Please don’t make the potentially grave mistake of thinking you don’t need to pay attention to any of this. We don’t pay attention to emergency preparedness in Arizona. Take it from a former Federal Emergency Management Agency employee. That’s a big mistake. Especially for people with disabilities and people with “other access and functional needs,” the phrase used in emergency management. That’s the world I have worked in for the last two years with FEMA.
What if a chemical spill forced a power chair user to evacuate immediately, sans charger? What if a flash flood damaged important medications? What if there’s a shortage of urological or vent supplies? We learned how to answer those questions the hard way. When Hurricane Katrina hit in 2005, FEMA didn’t know about inaccessible sheltering, handling service animals, Medicaid coverage crossing state lines and handling chair users. One woman who was quadriplegic was left in her home as floodwaters rose. She and her chair were soon found floating. Congress passed the Post-Katrina Emergency Management Reform Act the following year which required FEMA to hire a disability integration advisor. They chose Marcie Roth, past executive director of the National Spinal Cord Injury Association, and she built it into the now substantial Office of Disability Integration and Coordination. The good news is the existence of a very sophisticated emergency management and response system. It’s called “NIMS,” for the National Incident Management System. It’s designed for “all hazards” at any scale and is used to get the response and recovery process up and running following an incident quickly and effectively.

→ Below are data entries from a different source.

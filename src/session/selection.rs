use crate::model::Entry;
use std::collections::HashSet;
use std::sync::Arc;

/// The loaded catalog plus the names the user has marked.
#[derive(Debug, Clone)]
pub struct Selection {
    catalog: Vec<Arc<Entry>>,
    marked: HashSet<String>,
}

impl Selection {
    pub fn new(catalog: Vec<Arc<Entry>>) -> Self {
        Self {
            catalog,
            marked: HashSet::new(),
        }
    }

    pub fn entries(&self) -> &[Arc<Entry>] {
        &self.catalog
    }

    pub fn is_marked(&self, name: &str) -> bool {
        self.marked.contains(name)
    }

    pub fn marked_count(&self) -> usize {
        self.marked.len()
    }

    /// Flip `name` in or out of the selection. Names not in the catalog are ignored.
    pub fn toggle(&mut self, name: &str) {
        if !self.catalog.iter().any(|e| e.name == name) {
            return;
        }
        if !self.marked.remove(name) {
            self.marked.insert(name.to_string());
        }
    }

    /// Toggle by row position; out-of-range rows are ignored.
    pub fn toggle_row(&mut self, id: usize) {
        if let Some(entry) = self.catalog.get(id).cloned() {
            self.toggle(&entry.name);
        }
    }

    /// Freeze the selection. Entries come back in catalog order, not marking order.
    pub fn commit(self) -> Vec<Arc<Entry>> {
        let Selection { catalog, marked } = self;
        catalog
            .into_iter()
            .filter(|e| marked.contains(&e.name))
            .collect()
    }
}

#[cfg(test)]
mod tests {
    use super::*;

    fn catalog(names: &[&str]) -> Vec<Arc<Entry>> {
        names
            .iter()
            .map(|n| Arc::new(Entry::new(*n, format!("/dev/{n}"))))
            .collect()
    }

    fn committed(sel: Selection) -> Vec<String> {
        sel.commit().iter().map(|e| e.name.clone()).collect()
    }

    #[test]
    fn commit_returns_catalog_order_regardless_of_toggle_order() {
        let names = ["a", "b", "c", "d", "e"];
        let orders: [&[&str]; 3] = [&["e", "a", "c"], &["c", "e", "a"], &["a", "c", "e"]];
        for order in orders {
            let mut sel = Selection::new(catalog(&names));
            for n in order {
                sel.toggle(n);
            }
            assert_eq!(committed(sel), vec!["a", "c", "e"]);
        }
    }

    #[test]
    fn toggling_twice_unmarks() {
        let mut sel = Selection::new(catalog(&["a", "b"]));
        sel.toggle("a");
        sel.toggle("b");
        sel.toggle("a");
        assert!(!sel.is_marked("a"));
        assert_eq!(sel.marked_count(), 1);
        assert_eq!(committed(sel), vec!["b"]);
    }

    #[test]
    fn unknown_names_and_rows_are_ignored() {
        let mut sel = Selection::new(catalog(&["a"]));
        sel.toggle("zzz");
        sel.toggle_row(7);
        assert_eq!(sel.marked_count(), 0);
        sel.toggle_row(0);
        assert!(sel.is_marked("a"));
    }

    #[test]
    fn empty_commit_is_valid() {
        let sel = Selection::new(catalog(&["a", "b"]));
        assert!(sel.commit().is_empty());
    }

    #[test]
    fn committed_entries_share_catalog_allocations() {
        let cat = catalog(&["a", "b"]);
        let first = Arc::clone(&cat[0]);
        let mut sel = Selection::new(cat);
        sel.toggle("a");
        let work = sel.commit();
        assert!(Arc::ptr_eq(&work[0], &first));
    }
}
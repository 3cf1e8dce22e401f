//! Presentation-neutral snapshot of the session, handed to whichever front end is attached.

use super::history::HISTORY_CAPACITY;
use crate::model::{ArchivalRecord, Phase};
use std::path::PathBuf;

/// Shown in place of history slots that have not been filled yet.
pub const PLACEHOLDER_LINE: &str = "..............................";

#[derive(Debug, Clone, PartialEq, Eq)]
pub enum Status {
    Loading,
    Selecting,
    Archiving,
    Completed,
    Cancelled,
    Failed(String),
}

#[derive(Debug, Clone, PartialEq, Eq)]
pub struct RowView {
    pub name: String,
    pub selected: bool,
}

#[derive(Debug, Clone, PartialEq, Eq)]
pub struct Progress {
    pub done: usize,
    pub total: usize,
    pub current: Option<String>,
}

#[derive(Debug, Clone, PartialEq, Eq)]
pub struct SessionView {
    pub phase: Phase,
    pub status: Status,
    pub root: PathBuf,
    pub destination: PathBuf,
    /// Selectable rows; empty outside the selecting phase.
    pub rows: Vec<RowView>,
    pub progress: Option<Progress>,
    pub history: Vec<ArchivalRecord>,
    /// Transient message from the controller (e.g. a slow move).
    pub notice: Option<String>,
}

impl SessionView {
    pub fn selected_count(&self) -> usize {
        self.rows.iter().filter(|r| r.selected).count()
    }

    pub fn status_line(&self) -> String {
        match &self.status {
            Status::Loading => format!("Loading projects from {}…", self.root.display()),
            Status::Selecting => format!(
                "Select projects to archive ({} selected)",
                self.selected_count()
            ),
            Status::Archiving => "Archiving projects...".to_string(),
            Status::Completed => "✓ Archiving completed!".to_string(),
            Status::Cancelled => "Archiving cancelled".to_string(),
            Status::Failed(msg) => format!("Archiving failed: {msg}"),
        }
    }

    pub fn progress_line(&self) -> Option<String> {
        let p = self.progress.as_ref()?;
        let mut line = format!("{}/{} archived", p.done, p.total);
        if let Some(current) = &p.current {
            line.push_str(&format!(" · moving {current}"));
        }
        Some(line)
    }

    /// Always five lines; unfilled slots sit above the records so new moves appear at the bottom.
    pub fn history_lines(&self) -> Vec<String> {
        let pad = HISTORY_CAPACITY.saturating_sub(self.history.len());
        std::iter::repeat(PLACEHOLDER_LINE.to_string())
            .take(pad)
            .chain(self.history.iter().map(ToString::to_string))
            .collect()
    }

    pub fn is_finished(&self) -> bool {
        matches!(
            self.status,
            Status::Completed | Status::Cancelled | Status::Failed(_)
        )
    }
}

There has since been real progress in understanding and addressing the needs of disaster survivors with disabilities. That includes training local emergency managers and “disability partners” on emergency preparedness, mitigation, response, and recovery. The bad news is emergency management systems still aren’t quite sure how to take care of people with disabilities. Part of the issue is the growing and real commitment of the emergency management world to accessible and functional needs. And whether or not you have a disability, your part is preparedness. Your life—or someone else’s—may depend on it. Take a close look at the FEMA, AARP, CDC and Red Cross websites. Make a serious commitment to the recommended measures. Don’t wait for the worst to happen.